Yesterday I ran some of the short hill sprints that my friend Skip suggested to me a few weeks ago when I was complaining about "dead legs."  I have been suspicious in the past of "mixing" my workouts, like hills and intervals in one day, but as Skip said these sprints are so short - only a few seconds each - that injury is unlikely.  I have worked up to eight of them now, and I can see that I could easily complete a dozen or more on an otherwise easy day.  Running hills at any pace builds strength, so I feel that I am making some strides (as it were).

Today I ran a second hill workout because I wanted to complete another long run in the middle of the week, and then taper off on Friday.  So I ran all  the way down to the Mirror Lake Bridge via Cullasaja Drive, a run I used to do regularly but have not yet completed this year.  It's a long, shady route, and I realized that I have been missing it and should incorporate it more into my schedule.  And it went well; I was able to pull up that long hill without stop for a total of seven miles.

All of this hill running reminds me of the Myth of Sisyphus, that iconic figure in Greek mythology who was condemned to push a boulder up a mountain, only to see it roll down again.  Hill running seems like that sometimes - run uphill, walk back down, run uphill, walk back down.  James Ramey (Town meter-reader) drove past me while I was running those sprints yesterday and I had a glimpse of what I took to be a head-shake of disapproval.  What's Richard up to now?   

Albert Camus wrote a famous essay on this subject and concluded, "The struggle itself . . . is enough to fill a man's heart.  One must imagine Sisyphus happy."

 
These are words that I remembered today as I drove home in a carbohydrate-deprived, dehydrated daze, happy to have accomplished nothing more than temporary cessation of struggle.

Sunday, June 11, 2017

June in Highlands

June is surely one of the most beautiful months in Highlands.  Gardens are thriving, flowers are blooming everywhere, and those hot days of July and August with their hit-or-miss afternoon thunderstorms have not yet arrived.  My mileage has increased to a reliable 25 or so per week now, including weekly climbs up Big Bearpen and weekend long runs of ten miles.  I have even had time to include some 400-meter intervals and some short hill sprints that my friend Skip told me about.

At the same time, life is more than running, and this time of year we start thinking about Mt.

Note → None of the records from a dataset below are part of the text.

use std::sync::Arc;

use crate::services::ContentStore;
use crate::wizard::{EntryRegistry, FileStaging, LanguageSettings, WizardContext, WizardStorage};

#[derive(Clone)]
pub struct AppState {
    /// Wizard entries; fixed once the server starts.
    pub registry: Arc<EntryRegistry>,
    pub store: ContentStore,
    pub wizard_sessions: WizardStorage,
    pub files: FileStaging,
    pub languages: Arc<LanguageSettings>,
    pub public_base_url: String,
    /// Header carrying the acting user's name, set by the upstream proxy.
    pub remote_user_header: String,
    pub remote_role_header: String,
}

impl AppState {
    pub fn wizard_context(&self) -> WizardContext<'_> {
        WizardContext {
            registry: &self.registry,
            store: &self.store,
            files: &self.files,
        }
    }
}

LeConte in the Great Smoky Mountains, which we often climb in May or early June when temperatures are still cool and the myrtle is blooming.  It is a beautiful and special place, accessible from four trails that climb to its towering 6,593-foot peak.  The Alum Cave trail is our favorite way to the top, with views like this for most of the way:


Last year we were even lucky enough to see the llamas that deliver weekly supplies via the Trillium Gap trail to LeConte Lodge at the top.  The climb did not seem to faze them in the least.

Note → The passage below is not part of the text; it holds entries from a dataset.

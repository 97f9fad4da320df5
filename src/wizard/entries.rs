//! Built-in entries: a new page next to the current one, and a new page
//! below it.

use crate::models::{CurrentUser, NewPage, Page};
use crate::services::{slugify, Transaction};

use super::error::WizardError;
use super::forms::{CleanedData, EntryForm, FieldSpec, FormErrors, FormKwargs};
use super::registry::{EntryDescriptor, RegistryBuilder, RegistryError};

pub const PAGE_ENTRY_ID: &str = "cms-page-wizard";
pub const SUB_PAGE_ENTRY_ID: &str = "cms-sub-page-wizard";

const TITLE_MAX_LENGTH: usize = 255;

/// Creates a page. A sub page hangs below the context page; a regular page
/// becomes its sibling (or a root page without context).
#[derive(Clone, Copy, Debug)]
pub struct PageForm {
    sub_page: bool,
}

impl PageForm {
    pub fn page() -> Self {
        Self { sub_page: false }
    }

    pub fn sub_page() -> Self {
        Self { sub_page: true }
    }

    fn parent_id(&self, kwargs: &FormKwargs) -> Option<u64> {
        let page = kwargs.page.as_ref()?;
        if self.sub_page {
            Some(page.id)
        } else {
            page.parent_id
        }
    }
}

impl EntryForm for PageForm {
    fn fields(&self, _kwargs: &FormKwargs) -> Vec<FieldSpec> {
        vec![
            FieldSpec::text("title", "Title")
                .max_length(TITLE_MAX_LENGTH)
                .help("Provide a title for the new page."),
            FieldSpec::text("slug", "Slug")
                .max_length(TITLE_MAX_LENGTH)
                .optional()
                .help("Leave empty to derive the slug from the title."),
            FieldSpec::textarea("content", "Content")
                .optional()
                .help("Optional. Initial text of the new page."),
        ]
    }

    fn clean(&self, cleaned: &mut CleanedData, kwargs: &FormKwargs, errors: &mut FormErrors) {
        if self.sub_page && kwargs.page.is_none() {
            errors.add_non_field("A sub page needs a parent; start the wizard from an existing page.");
        }
        let source = cleaned
            .get("slug")
            .or_else(|| cleaned.get("title"))
            .cloned()
            .unwrap_or_default();
        if !source.is_empty() {
            let slug = slugify(&source);
            if slug.is_empty() {
                errors.add("slug", "Enter a slug consisting of letters or numbers.");
            } else {
                cleaned.insert("slug".into(), slug);
            }
        }
    }

    fn save(&self, cleaned: &CleanedData, kwargs: &FormKwargs, tx: &mut Transaction) -> Result<Page, WizardError> {
        let title = cleaned.get("title").cloned().unwrap_or_default();
        let parent_id = self.parent_id(kwargs);
        let base = cleaned.get("slug").cloned().unwrap_or_else(|| slugify(&title));
        let slug = available_slug(tx, parent_id, &base);
        let page = tx.insert_page(NewPage {
            title,
            slug,
            parent_id,
            language: kwargs.language.clone(),
            content: cleaned.get("content").cloned().unwrap_or_default(),
            created_by: kwargs.user.username.clone(),
        })?;
        tracing::info!(page_id = page.id, path = %page.path, "Created page");
        Ok(page)
    }
}

/// `base`, or `base-2`, `base-3`, ... if a sibling already uses it.
fn available_slug(tx: &Transaction, parent_id: Option<u64>, base: &str) -> String {
    let mut candidate = base.to_string();
    let mut n = 1;
    while tx.slug_taken(parent_id, &candidate) {
        n += 1;
        candidate = format!("{}-{}", base, n);
    }
    candidate
}

fn can_add_sub_page(user: &CurrentUser, page: Option<&Page>) -> bool {
    user.can_add_content() && page.is_some()
}

/// Register the built-in page entries.
pub fn register_defaults(builder: &mut RegistryBuilder) -> Result<(), RegistryError> {
    builder
        .register(
            EntryDescriptor::new(PAGE_ENTRY_ID, "New page", PageForm::page())
                .with_description("Create a new page next to the current page.")
                .with_weight(100),
        )?
        .register(
            EntryDescriptor::new(SUB_PAGE_ENTRY_ID, "New sub page", PageForm::sub_page())
                .with_description("Create a page below the current page.")
                .with_weight(110)
                .with_permission(can_add_sub_page),
        )?;
    Ok(())
}

#[cfg(test)]
mod tests {
    use super::*;
    use crate::models::UserRole;
    use crate::services::ContentStore;
    use crate::wizard::registry::EntryRegistry;

    fn kwargs(page: Option<Page>) -> FormKwargs {
        FormKwargs {
            user: CurrentUser::new("ed", UserRole::Editor),
            language: "de".into(),
            page,
        }
    }

    fn cleaned(pairs: &[(&str, &str)]) -> CleanedData {
        pairs.iter().map(|(k, v)| (k.to_string(), v.to_string())).collect()
    }

    #[test]
    fn defaults_register_both_entries() {
        let mut builder = EntryRegistry::builder();
        register_defaults(&mut builder).unwrap();
        let registry = builder.build();
        assert_eq!(registry.len(), 2);
        assert_eq!(registry.entries()[0].id(), PAGE_ENTRY_ID);
        let sub = registry.get_entry(SUB_PAGE_ENTRY_ID).unwrap();
        let editor = CurrentUser::new("ed", UserRole::Editor);
        assert!(!sub.user_has_add_permission(&editor, None));
    }

    #[test]
    fn sub_page_requires_context() {
        let mut data = cleaned(&[("title", "Team")]);
        let mut errors = FormErrors::default();
        PageForm::sub_page().clean(&mut data, &kwargs(None), &mut errors);
        assert_eq!(errors.non_field_errors().len(), 1);
    }

    #[test]
    fn clean_derives_slug_from_title() {
        let mut data = cleaned(&[("title", "Hello World")]);
        let mut errors = FormErrors::default();
        PageForm::page().clean(&mut data, &kwargs(None), &mut errors);
        assert!(errors.is_empty());
        assert_eq!(data.get("slug").map(String::as_str), Some("hello-world"));
    }

    #[tokio::test]
    async fn sub_page_is_created_below_context() {
        let store = ContentStore::in_memory();
        let parent = store
            .atomic(|tx| PageForm::page().save(&cleaned(&[("title", "About")]), &kwargs(None), tx))
            .await
            .unwrap();
        let child = store
            .atomic(|tx| {
                PageForm::sub_page().save(&cleaned(&[("title", "Team"), ("slug", "team")]), &kwargs(Some(parent.clone())), tx)
            })
            .await
            .unwrap();
        assert_eq!(child.parent_id, Some(parent.id));
        assert_eq!(child.language, "de");
        assert_eq!(child.created_by, "ed");
        assert_eq!(child.absolute_url("de"), "/de/about/team/");
    }

    #[tokio::test]
    async fn clashing_slugs_get_a_suffix() {
        let store = ContentStore::in_memory();
        for _ in 0..2 {
            store
                .atomic(|tx| PageForm::page().save(&cleaned(&[("title", "News")]), &kwargs(None), tx))
                .await
                .unwrap();
        }
        let mut slugs: Vec<_> = store.pages().into_iter().map(|p| p.slug).collect();
        slugs.sort();
        assert_eq!(slugs, vec!["news", "news-2"]);
    }
}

We are planning on making this excursion, weather permitting, on Father's Day, and in preparation we have been ensuring that our new hiking boots are broken in by hiking some shorter local trails on days when we do not run.  Thursday I climbed Sunset once again (see post of May 28), this time with Martha.  Mountain laurel was still blooming, although it has passed its peak down at our house, petals scattered on the grass like confetti after a June wedding.  And both varieties of rhododendron.



I almost stepped on this little fellow, which reminded me of my snail-like pace on recent long runs, the same pace I anticipate setting during our hike.


Today we tackled the more ambitious Whiteside Mountain trail, which peaks out at only 4,931 feet and takes only part of an afternoon to complete rather than all day.  I regretted leaving my camera in the car - there were some beautiful and unusual small purple trillium blooming, and the view of Whiteside Cove seemed especially gorgeous.

But we are ready.  Running and hiking complement one another.  This time of year they seem like different churches a worshiper might choose to attend.  Like the Duke in As You Like It, we look forward to finding . . .

. . . Tongues in trees, books in the running brooks,
Sermons in stones, and good in everything.